SHANGHAI- China’s central bank supplied 14-day cash to its banking system for the first time in months on Monday and at a lower interest rate, signaling its intent to further ease monetary conditions.
The People’s Bank of China (PBOC) injected 234.6 billion yuan ($33.29 billion) into the banking system through open market operations, saying it wanted to “keep quarter-end liquidity adequate at a reasonable level in the banking system”.
The PBOC added 160.1 billion yuan via 7-day reverse repos at 1.70 percent , it said in a statement. It also injected 74.5 billion yuan via 14-day reverse repos at 1.85 percent, compared with 1.95 percent during the previous injection.
Analysts said the funding operation in itself wasn’t a major policy easing. China has typically used 14-day repos to help the banking system tide over long holidays, and the last time it did so was ahead of a spring break in February.
Monday’s injection comes ahead of China’s National Day holidays starting Oct.1, and the cut in rates aligns the 14-day repo rate with the shorter 7-day repo rate which was cut in July.
“I wouldn’t take this rate cut as a signal that PBOC loosened monetary policy further,” said Zhang Zhiwei, chief economist at Pinpoint Asset Management.
“Nonetheless, I do expect PBOC will cut 7-day repo rate as well as the reserve requirement ratio in the coming months. There is a press conference tomorrow when the financial regulators will shed light on their policy stance.”
The world’s second largest economy is battling deflationary pressures, and struggling to lift growth despite a series of policy measures aimed at spurring domestic spending. Speculation that it will hasten monetary easing perked up last week, after the US Federal Reserve kicked off its easing cycle with a hefty half percentage point rate cut.
The PBOC last cut its short and long-term benchmark lending rates in July.
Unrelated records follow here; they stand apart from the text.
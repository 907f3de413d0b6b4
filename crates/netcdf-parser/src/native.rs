//! Thin helpers over the native netcdf library.
//!
//! Attribute access goes through [`has_attr`] first: asking libnetcdf for an
//! attribute that does not exist makes HDF5 print a diagnostic stack even
//! though the Rust side handles the miss.

use std::path::Path;
use std::sync::Once;

use forcing_common::Attributes;
use netcdf::AttributeValue;

use crate::error::{NetCdfError, NetCdfResult};

/// Silence HDF5's automatic error printing to stderr.
///
/// The HDF5 C library prints verbose error messages to stderr even when errors
/// are handled gracefully by the Rust code (e.g., when checking for optional
/// attributes that don't exist). This creates confusing log spam like:
///
/// ```text
/// HDF5-DIAG: Error detected in HDF5 (1.10.8) thread 3:
///   #003: ../../../src/H5Adense.c line 397 in H5A__dense_open(): can't locate attribute in name index
/// ```
///
/// Call early, before the first HDF5/NetCDF operation. Safe to call repeatedly.
pub fn silence_hdf5_errors() {
    static INIT: Once = Once::new();

    INIT.call_once(|| {
        // SAFETY: H5Eset_auto2 is thread-safe and we're passing null pointers
        // to disable error output, which is a documented valid use.
        unsafe {
            hdf5_metno_sys::h5e::H5Eset_auto2(
                hdf5_metno_sys::h5e::H5E_DEFAULT,
                None,
                std::ptr::null_mut(),
            );
        }
    });
}

/// Open `path` for reading.
///
/// Missing or unreadable files are access errors; a readable file libnetcdf
/// rejects is a format error.
pub(crate) fn open_file(path: &Path) -> NetCdfResult<netcdf::File> {
    silence_hdf5_errors();

    if !path.is_file() {
        return Err(NetCdfError::file_access(path, "no such file"));
    }
    std::fs::File::open(path).map_err(|e| NetCdfError::file_access(path, e.to_string()))?;

    netcdf::open(path)
        .map_err(|e| NetCdfError::invalid(format!("failed to open {}: {}", path.display(), e)))
}

/// Check if a variable has an attribute with the given name.
pub(crate) fn has_attr(var: &netcdf::Variable, name: &str) -> bool {
    var.attributes().any(|attr| attr.name() == name)
}

/// Numeric attribute as f64.
pub(crate) fn get_f64_attr(var: &netcdf::Variable, name: &str) -> Option<f64> {
    if !has_attr(var, name) {
        return None;
    }
    let attr_value = var.attribute_value(name)?.ok()?;
    f64::try_from(attr_value).ok()
}

/// Text attribute.
pub(crate) fn get_string_attr(var: &netcdf::Variable, name: &str) -> Option<String> {
    if !has_attr(var, name) {
        return None;
    }
    match var.attribute_value(name)?.ok()? {
        AttributeValue::Str(s) => Some(s),
        AttributeValue::Strs(v) => Some(v.join("")),
        _ => None,
    }
}

/// All attributes of a variable as strings, skipping the listed names.
pub(crate) fn read_attributes(var: &netcdf::Variable, skip: &[&str]) -> Attributes {
    var.attributes()
        .filter(|attr| !skip.contains(&attr.name()))
        .filter_map(|attr| {
            let value = attr.value().ok()?;
            Some((attr.name().to_string(), attribute_to_string(&value)))
        })
        .collect()
}

/// Global attributes of a file as strings.
pub(crate) fn read_global_attributes(file: &netcdf::File) -> Attributes {
    file.attributes()
        .filter_map(|attr| {
            let value = attr.value().ok()?;
            Some((attr.name().to_string(), attribute_to_string(&value)))
        })
        .collect()
}

fn join<T: ToString>(values: &[T]) -> String {
    values
        .iter()
        .map(ToString::to_string)
        .collect::<Vec<_>>()
        .join(" ")
}

/// Render an attribute value the way `ncdump` would, minus type suffixes.
pub(crate) fn attribute_to_string(value: &AttributeValue) -> String {
    match value {
        AttributeValue::Str(s) => s.clone(),
        AttributeValue::Strs(v) => v.join(", "),
        AttributeValue::Double(v) => v.to_string(),
        AttributeValue::Doubles(v) => join(v),
        AttributeValue::Float(v) => v.to_string(),
        AttributeValue::Floats(v) => join(v),
        AttributeValue::Int(v) => v.to_string(),
        AttributeValue::Ints(v) => join(v),
        AttributeValue::Short(v) => v.to_string(),
        AttributeValue::Shorts(v) => join(v),
        AttributeValue::Longlong(v) => v.to_string(),
        AttributeValue::Longlongs(v) => join(v),
        AttributeValue::Uchar(v) => v.to_string(),
        AttributeValue::Uchars(v) => join(v),
        AttributeValue::Schar(v) => v.to_string(),
        AttributeValue::Schars(v) => join(v),
        other => format!("{:?}", other),
    }
}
Faltering Chinese economic activity has prompted global brokerages to scale back their 2024 China growth forecasts to below the government’s official target of about 5 percent .
President Xi Jinping urged authorities to strive to achieve the country’s annual economic and social development goals, state media reported earlier this month.
Goldman Sachs and Citigroup have lowered their full-year projections for China’s economic growth to 4.7 percent, after the world’s second-largest economy’s industrial output slowed to a five-month low in August.
Weak economic activity in August has ramped up attention on China’s slow economic recovery and highlighted the need for further stimulus measures to shore up demand.
The faltering growth has prompted global brokerages to scale back their 2024 projections to below government’s target of around 5 percent.
Goldman Sachs earlier expected full-year growth for the economy at 4.9 percent, while Citigroup had forecast growth at 4.8 percent.
China’s industrial output in August expanded 4.5 percent year-on-year, slowing from the 5.1 percent pace in July and marking the slowest growth since March, data from the National Bureau of Statistics (NBS) showed on Saturday.
Retail sales – a key gauge of consumption – rose 2.1 percent in August, decelerating from a 2.7 percent increase in July amid extreme weather and a summer travel peak. Analysts had expected retail sales, which have been anemic all year, to grow 2.5 percent.
“We believe the risk that China will miss the ‘around 5 percent’ full-year GDP growth target is on the rise, and thus the urgency for more demand-side easing measures is also increasing,” Goldman Sachs said in a note dated Sept. 15.
It maintained the country’s 2025 GDP growth forecast at 4.3 percent.
However, Citigroup on Sunday trimmed its 2025 year-end forecast for China’s GDP growth to 4.2 percent from 4.5 percent due to a lack of major catalysts for domestic demand.